### ABOUT THIS EXERCISE
Copy the lines exactly. Begin at the first line of the data and stop after the line with "use arrow::datatypes::FieldRef;".

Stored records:
◆ ◆ ◆ ◆ ◆ ◆ ◆

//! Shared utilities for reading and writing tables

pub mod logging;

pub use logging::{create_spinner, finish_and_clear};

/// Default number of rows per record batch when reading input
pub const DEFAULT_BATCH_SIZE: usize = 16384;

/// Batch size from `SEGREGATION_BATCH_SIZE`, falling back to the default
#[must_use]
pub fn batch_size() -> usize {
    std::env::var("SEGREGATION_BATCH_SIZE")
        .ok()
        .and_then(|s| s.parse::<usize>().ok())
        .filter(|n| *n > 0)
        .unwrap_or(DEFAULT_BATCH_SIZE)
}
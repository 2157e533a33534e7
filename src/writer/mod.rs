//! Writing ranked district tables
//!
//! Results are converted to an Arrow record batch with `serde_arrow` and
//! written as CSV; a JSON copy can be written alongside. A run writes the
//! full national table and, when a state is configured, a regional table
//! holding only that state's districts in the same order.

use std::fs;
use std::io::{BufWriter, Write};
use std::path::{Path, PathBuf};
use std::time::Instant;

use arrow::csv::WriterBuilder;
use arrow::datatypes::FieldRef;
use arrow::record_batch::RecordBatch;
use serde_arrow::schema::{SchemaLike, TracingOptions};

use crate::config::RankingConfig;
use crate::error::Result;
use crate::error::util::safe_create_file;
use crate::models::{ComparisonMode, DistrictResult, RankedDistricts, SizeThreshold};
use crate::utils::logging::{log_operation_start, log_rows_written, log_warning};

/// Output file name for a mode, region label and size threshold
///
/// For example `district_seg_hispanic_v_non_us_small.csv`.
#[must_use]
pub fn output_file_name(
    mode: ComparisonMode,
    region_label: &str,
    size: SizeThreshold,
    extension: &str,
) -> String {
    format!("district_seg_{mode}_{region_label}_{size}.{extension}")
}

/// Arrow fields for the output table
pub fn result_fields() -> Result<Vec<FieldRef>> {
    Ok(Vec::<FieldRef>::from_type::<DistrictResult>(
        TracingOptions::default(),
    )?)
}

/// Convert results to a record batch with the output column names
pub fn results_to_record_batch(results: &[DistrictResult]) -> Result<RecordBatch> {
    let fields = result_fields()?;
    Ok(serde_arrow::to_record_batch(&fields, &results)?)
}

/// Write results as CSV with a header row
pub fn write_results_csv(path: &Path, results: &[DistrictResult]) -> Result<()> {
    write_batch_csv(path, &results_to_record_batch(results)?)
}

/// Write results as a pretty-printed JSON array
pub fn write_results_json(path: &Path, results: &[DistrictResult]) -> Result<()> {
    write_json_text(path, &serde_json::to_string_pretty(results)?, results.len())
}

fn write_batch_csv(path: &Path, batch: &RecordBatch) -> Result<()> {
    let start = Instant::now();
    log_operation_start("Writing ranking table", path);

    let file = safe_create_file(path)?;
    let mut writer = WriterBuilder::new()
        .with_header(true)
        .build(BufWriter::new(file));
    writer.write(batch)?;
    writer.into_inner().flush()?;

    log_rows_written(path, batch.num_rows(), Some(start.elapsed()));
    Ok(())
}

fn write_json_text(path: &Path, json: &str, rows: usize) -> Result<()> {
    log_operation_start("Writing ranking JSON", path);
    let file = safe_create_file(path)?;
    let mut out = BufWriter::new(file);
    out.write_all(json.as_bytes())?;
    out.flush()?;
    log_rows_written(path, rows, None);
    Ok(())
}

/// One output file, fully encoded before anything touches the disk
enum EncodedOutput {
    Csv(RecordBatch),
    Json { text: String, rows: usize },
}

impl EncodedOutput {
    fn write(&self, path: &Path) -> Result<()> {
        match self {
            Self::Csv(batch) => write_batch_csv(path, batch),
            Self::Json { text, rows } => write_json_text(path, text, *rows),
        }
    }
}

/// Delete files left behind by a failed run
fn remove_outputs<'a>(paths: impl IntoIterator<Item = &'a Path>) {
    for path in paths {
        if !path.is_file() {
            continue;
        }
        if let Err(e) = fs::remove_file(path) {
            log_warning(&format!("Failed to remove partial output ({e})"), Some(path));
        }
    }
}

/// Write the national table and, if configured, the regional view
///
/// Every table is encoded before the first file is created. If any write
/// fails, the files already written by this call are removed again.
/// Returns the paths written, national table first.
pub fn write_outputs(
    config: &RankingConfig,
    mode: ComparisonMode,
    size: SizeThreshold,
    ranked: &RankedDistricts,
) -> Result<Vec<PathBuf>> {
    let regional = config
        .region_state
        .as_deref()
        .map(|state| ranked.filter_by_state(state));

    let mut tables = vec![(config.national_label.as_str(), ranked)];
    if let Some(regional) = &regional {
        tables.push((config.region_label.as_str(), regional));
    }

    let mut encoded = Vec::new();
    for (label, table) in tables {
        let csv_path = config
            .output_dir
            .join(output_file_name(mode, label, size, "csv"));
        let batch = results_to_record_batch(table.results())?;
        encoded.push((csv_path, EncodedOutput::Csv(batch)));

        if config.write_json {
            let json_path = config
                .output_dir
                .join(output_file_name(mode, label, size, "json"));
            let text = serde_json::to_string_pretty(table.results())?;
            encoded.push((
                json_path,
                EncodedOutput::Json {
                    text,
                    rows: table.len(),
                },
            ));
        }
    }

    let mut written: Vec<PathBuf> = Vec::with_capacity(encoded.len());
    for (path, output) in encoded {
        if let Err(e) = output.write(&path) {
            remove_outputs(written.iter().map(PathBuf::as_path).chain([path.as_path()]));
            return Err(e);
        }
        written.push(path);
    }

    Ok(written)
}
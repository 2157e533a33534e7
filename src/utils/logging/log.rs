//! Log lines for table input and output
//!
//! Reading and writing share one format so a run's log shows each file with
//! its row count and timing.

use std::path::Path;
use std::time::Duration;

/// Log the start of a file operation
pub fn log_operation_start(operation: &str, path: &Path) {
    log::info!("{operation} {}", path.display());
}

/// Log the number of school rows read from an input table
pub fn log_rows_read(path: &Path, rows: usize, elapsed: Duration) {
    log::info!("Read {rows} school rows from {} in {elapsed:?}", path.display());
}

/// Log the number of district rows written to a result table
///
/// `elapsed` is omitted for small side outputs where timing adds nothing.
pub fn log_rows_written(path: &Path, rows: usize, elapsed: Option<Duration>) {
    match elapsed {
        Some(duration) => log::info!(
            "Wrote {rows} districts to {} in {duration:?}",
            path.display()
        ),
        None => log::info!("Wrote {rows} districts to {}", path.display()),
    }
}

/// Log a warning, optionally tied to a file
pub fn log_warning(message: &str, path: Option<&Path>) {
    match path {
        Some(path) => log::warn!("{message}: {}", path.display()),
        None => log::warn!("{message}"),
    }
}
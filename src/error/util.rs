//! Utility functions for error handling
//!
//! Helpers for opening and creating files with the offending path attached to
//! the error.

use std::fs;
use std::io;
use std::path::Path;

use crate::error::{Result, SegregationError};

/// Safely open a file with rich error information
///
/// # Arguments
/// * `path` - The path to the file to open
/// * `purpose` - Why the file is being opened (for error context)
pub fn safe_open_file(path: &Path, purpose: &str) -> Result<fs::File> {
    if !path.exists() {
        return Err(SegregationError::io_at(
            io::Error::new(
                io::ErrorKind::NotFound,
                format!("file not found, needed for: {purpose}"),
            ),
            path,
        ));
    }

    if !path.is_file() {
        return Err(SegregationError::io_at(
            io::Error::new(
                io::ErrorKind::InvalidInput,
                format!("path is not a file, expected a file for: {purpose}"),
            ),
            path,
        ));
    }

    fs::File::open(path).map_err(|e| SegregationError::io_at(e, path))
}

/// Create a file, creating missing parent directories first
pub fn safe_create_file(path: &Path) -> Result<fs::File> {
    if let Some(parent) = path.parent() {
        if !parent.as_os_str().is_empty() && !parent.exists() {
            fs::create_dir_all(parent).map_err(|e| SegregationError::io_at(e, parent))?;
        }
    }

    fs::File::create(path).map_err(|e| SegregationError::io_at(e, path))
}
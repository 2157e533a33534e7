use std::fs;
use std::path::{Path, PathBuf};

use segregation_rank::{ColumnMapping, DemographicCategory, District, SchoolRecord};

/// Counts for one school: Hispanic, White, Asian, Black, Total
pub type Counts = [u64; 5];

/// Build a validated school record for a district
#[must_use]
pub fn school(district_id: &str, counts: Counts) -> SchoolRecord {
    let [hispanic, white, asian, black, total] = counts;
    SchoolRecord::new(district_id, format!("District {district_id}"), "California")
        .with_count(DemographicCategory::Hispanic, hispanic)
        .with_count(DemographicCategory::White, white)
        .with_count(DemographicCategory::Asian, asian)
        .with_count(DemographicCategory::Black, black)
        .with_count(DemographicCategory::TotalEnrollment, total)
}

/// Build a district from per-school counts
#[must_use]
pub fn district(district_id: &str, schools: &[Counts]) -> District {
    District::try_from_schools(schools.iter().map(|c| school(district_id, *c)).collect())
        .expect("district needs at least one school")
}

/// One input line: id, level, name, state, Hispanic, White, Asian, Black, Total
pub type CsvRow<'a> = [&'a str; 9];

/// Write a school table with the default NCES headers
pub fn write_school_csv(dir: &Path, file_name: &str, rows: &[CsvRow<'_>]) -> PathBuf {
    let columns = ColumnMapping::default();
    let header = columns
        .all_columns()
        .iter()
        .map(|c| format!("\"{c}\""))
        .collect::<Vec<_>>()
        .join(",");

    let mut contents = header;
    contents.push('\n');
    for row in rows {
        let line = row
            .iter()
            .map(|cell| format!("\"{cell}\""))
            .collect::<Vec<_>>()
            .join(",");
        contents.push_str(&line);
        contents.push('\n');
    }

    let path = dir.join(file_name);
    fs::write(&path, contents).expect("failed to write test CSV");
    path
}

◆ ◆ ◆ ◆ ◆ ◆ ◆

### ANSWER TO THE EXERCISE
//! Shared utilities for reading and writing tables

pub mod logging;

pub use logging::{create_spinner, finish_and_clear};

/// Default number of rows per record batch when reading input
pub const DEFAULT_BATCH_SIZE: usize = 16384;

/// Batch size from `SEGREGATION_BATCH_SIZE`, falling back to the default
#[must_use]
pub fn batch_size() -> usize {
    std::env::var("SEGREGATION_BATCH_SIZE")
        .ok()
        .and_then(|s| s.parse::<usize>().ok())
        .filter(|n| *n > 0)
        .unwrap_or(DEFAULT_BATCH_SIZE)
}
repository 2157e533a33534e7
filename src/writer/mod.rs
//! Writing ranked district tables
//!
//! Results are converted to an Arrow record batch with `serde_arrow` and
//! written as CSV; a JSON copy can be written alongside. A run writes the
//! full national table and, when a state is configured, a regional table
//! holding only that state's districts in the same order.

use std::fs;
use std::io::{BufWriter, Write};
use std::path::{Path, PathBuf};
use std::time::Instant;

use arrow::csv::WriterBuilder;
use arrow::datatypes::FieldRef;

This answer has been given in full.